Work task
Which lines of the data below hold "BTreeMap"? Copy each of them.

─── Input data

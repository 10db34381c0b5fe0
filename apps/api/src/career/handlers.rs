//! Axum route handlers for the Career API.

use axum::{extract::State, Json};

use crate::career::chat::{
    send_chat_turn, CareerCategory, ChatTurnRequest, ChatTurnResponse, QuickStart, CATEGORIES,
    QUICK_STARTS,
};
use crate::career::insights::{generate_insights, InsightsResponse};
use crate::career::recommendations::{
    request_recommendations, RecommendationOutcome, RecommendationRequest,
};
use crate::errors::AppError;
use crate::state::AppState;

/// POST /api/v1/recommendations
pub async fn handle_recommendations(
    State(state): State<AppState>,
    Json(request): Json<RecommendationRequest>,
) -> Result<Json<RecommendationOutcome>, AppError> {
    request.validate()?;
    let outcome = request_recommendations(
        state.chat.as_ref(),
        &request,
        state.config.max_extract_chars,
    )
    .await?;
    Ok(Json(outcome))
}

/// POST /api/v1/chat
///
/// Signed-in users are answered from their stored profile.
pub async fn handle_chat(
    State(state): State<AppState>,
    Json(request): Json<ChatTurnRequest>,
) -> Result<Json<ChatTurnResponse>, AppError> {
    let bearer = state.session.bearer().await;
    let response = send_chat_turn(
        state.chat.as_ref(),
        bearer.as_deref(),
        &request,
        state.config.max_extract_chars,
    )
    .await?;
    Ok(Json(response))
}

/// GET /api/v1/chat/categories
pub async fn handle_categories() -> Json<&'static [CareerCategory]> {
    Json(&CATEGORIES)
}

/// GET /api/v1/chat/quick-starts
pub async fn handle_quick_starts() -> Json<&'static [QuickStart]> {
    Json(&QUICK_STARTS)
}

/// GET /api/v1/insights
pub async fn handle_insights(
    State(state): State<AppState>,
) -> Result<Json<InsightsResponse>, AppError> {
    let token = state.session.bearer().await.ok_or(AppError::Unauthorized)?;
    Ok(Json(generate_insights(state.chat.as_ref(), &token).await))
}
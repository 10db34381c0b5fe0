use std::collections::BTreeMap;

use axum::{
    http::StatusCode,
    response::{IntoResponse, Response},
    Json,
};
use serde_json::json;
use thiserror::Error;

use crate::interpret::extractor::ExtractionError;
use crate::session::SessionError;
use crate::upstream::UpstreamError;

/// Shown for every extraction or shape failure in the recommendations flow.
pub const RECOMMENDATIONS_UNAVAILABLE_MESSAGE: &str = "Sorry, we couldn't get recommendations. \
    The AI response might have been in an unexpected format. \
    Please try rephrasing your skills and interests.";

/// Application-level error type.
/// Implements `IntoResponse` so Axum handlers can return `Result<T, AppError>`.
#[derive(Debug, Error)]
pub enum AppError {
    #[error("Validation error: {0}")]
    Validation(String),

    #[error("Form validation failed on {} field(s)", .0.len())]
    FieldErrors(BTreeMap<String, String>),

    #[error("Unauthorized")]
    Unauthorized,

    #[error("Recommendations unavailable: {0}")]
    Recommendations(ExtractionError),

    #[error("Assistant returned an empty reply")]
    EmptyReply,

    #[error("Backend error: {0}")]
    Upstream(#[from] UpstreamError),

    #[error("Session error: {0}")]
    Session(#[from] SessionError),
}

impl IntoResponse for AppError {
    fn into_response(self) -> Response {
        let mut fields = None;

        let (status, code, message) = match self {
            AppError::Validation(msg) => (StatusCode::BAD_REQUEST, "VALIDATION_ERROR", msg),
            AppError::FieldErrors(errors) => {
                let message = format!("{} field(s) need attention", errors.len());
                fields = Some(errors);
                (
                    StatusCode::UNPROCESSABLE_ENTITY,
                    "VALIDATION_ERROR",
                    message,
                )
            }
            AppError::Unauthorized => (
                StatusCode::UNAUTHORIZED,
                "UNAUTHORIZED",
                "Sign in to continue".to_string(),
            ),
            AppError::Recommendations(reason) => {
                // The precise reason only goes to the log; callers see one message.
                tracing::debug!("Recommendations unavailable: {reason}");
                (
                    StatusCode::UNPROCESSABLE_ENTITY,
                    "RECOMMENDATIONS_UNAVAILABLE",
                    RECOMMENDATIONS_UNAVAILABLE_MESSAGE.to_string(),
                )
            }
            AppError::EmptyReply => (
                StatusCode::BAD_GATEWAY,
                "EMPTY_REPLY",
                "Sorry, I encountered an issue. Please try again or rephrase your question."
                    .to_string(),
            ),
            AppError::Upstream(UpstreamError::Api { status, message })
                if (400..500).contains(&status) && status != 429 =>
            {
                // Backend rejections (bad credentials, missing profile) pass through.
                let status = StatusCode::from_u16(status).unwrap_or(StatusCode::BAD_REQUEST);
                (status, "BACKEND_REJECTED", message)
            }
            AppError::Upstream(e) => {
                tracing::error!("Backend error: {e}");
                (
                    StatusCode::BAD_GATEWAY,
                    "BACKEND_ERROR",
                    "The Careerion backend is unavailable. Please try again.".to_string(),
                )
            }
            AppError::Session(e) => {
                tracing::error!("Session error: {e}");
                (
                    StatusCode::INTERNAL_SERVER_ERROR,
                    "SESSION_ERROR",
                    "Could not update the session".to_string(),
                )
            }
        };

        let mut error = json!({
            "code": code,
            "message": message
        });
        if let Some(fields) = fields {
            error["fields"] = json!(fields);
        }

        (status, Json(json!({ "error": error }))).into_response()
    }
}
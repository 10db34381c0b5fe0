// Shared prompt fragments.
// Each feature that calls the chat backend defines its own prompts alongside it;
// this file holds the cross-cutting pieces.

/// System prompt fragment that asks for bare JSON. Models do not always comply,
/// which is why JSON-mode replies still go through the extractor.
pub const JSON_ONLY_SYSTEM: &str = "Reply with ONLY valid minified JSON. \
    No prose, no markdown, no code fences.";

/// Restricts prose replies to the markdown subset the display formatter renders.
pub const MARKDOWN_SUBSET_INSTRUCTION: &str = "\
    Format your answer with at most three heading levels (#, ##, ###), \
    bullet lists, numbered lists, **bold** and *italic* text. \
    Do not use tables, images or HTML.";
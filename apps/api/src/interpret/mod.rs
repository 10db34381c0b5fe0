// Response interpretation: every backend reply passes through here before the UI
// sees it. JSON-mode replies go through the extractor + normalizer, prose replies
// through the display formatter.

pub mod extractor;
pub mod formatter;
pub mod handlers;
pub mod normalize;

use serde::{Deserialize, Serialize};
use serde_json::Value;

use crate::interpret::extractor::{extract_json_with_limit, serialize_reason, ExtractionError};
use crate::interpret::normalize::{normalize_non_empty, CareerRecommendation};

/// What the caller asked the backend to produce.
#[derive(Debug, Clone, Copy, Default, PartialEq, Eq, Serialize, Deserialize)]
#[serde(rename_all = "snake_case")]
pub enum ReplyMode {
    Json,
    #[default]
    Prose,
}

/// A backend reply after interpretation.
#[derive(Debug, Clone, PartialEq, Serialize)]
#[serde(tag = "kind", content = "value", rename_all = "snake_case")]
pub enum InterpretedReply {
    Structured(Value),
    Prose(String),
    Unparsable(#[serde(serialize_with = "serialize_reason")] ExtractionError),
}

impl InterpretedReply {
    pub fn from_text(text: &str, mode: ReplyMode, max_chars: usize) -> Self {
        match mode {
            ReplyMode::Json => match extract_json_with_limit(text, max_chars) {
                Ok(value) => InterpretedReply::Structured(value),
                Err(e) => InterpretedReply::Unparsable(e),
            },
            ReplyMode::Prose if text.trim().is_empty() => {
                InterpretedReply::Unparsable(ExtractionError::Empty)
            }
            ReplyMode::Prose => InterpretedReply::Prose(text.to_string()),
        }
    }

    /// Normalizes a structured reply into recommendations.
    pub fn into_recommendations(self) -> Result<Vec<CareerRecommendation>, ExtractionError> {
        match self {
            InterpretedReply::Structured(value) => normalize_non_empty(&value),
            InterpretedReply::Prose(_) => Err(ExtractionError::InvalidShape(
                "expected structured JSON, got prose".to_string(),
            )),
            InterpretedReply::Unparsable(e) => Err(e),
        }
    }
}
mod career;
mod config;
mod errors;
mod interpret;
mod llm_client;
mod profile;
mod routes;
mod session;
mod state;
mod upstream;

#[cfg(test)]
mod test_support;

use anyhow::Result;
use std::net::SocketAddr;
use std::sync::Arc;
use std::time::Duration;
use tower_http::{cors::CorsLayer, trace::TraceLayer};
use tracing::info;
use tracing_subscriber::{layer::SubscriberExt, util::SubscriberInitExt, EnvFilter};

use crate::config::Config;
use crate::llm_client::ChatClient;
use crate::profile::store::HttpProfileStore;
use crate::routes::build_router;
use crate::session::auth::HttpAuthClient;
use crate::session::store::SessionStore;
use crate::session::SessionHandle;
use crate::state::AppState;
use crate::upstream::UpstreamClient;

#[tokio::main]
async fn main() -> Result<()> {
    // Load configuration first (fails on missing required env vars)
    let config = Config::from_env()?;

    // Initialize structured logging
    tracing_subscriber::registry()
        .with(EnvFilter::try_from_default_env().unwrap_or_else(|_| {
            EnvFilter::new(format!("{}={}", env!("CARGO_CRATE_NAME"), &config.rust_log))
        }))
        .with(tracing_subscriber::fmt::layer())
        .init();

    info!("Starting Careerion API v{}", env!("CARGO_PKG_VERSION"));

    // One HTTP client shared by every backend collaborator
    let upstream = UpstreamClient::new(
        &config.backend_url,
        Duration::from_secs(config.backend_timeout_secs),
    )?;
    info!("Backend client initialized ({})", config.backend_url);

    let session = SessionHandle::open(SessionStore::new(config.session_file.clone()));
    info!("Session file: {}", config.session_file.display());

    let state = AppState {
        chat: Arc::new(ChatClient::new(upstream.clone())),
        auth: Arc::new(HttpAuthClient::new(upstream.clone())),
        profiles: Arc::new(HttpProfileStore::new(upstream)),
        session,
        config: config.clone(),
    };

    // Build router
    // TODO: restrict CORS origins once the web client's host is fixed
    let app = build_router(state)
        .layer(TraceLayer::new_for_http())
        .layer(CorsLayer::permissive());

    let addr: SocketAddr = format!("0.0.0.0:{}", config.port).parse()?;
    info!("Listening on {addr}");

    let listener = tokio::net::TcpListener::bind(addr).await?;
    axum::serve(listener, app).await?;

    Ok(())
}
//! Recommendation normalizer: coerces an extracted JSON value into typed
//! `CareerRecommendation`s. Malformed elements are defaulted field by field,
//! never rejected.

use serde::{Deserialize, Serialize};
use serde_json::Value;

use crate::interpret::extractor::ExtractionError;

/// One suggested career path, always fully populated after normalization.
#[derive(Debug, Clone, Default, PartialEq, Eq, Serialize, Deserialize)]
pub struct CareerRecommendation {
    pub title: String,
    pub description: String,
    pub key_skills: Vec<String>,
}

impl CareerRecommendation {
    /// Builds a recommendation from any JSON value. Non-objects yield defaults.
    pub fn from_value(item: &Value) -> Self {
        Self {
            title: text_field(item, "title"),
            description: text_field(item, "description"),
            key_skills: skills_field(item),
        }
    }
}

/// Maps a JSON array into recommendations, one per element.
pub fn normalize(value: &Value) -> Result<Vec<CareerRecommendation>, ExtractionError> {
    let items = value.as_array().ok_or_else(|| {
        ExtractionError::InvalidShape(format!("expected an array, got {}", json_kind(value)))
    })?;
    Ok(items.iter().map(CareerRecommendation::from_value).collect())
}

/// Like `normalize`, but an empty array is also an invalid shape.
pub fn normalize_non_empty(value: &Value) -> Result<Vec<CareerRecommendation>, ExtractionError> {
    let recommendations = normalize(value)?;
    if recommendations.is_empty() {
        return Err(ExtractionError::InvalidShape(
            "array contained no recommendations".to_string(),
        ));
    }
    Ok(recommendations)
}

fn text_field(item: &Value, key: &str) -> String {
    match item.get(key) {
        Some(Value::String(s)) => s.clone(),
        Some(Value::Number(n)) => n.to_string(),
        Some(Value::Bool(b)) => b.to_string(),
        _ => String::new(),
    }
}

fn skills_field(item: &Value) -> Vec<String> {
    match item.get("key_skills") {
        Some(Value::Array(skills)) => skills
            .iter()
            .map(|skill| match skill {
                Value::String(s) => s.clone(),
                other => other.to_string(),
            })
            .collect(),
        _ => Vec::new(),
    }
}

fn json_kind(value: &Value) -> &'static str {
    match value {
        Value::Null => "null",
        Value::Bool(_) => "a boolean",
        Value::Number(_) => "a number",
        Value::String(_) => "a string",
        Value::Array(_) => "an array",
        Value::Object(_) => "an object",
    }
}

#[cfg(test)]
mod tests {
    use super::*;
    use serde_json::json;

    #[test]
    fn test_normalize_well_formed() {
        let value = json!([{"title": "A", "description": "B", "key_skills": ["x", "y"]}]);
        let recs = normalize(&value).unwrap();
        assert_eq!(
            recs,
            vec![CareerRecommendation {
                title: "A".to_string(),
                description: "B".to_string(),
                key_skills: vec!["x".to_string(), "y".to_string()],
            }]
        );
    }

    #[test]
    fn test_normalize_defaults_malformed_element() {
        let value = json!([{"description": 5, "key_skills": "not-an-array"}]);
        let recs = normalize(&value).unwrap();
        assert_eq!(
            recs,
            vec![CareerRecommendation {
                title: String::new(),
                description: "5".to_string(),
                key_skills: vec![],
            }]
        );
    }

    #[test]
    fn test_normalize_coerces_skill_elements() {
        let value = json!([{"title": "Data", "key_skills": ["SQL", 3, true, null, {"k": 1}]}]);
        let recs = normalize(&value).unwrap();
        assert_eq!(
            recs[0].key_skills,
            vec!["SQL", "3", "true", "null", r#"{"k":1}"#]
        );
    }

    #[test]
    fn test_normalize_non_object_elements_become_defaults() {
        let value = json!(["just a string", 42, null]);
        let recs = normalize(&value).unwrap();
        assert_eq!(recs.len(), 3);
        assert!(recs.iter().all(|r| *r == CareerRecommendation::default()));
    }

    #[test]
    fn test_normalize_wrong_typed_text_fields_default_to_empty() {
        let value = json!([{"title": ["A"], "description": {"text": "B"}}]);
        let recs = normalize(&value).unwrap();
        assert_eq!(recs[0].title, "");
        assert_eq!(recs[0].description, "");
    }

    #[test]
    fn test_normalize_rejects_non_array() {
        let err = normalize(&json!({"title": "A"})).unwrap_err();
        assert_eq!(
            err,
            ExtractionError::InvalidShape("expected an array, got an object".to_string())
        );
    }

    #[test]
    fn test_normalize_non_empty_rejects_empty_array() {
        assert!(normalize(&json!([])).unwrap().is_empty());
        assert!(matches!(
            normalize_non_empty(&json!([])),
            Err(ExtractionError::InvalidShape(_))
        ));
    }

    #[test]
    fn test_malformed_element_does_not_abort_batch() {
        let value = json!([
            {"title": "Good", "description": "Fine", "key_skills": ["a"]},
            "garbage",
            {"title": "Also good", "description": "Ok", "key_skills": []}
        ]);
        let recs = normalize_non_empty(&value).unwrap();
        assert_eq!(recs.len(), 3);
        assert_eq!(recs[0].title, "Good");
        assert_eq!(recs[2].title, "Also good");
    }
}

──────

Task solution
use std::collections::BTreeMap;
    FieldErrors(BTreeMap<String, String>),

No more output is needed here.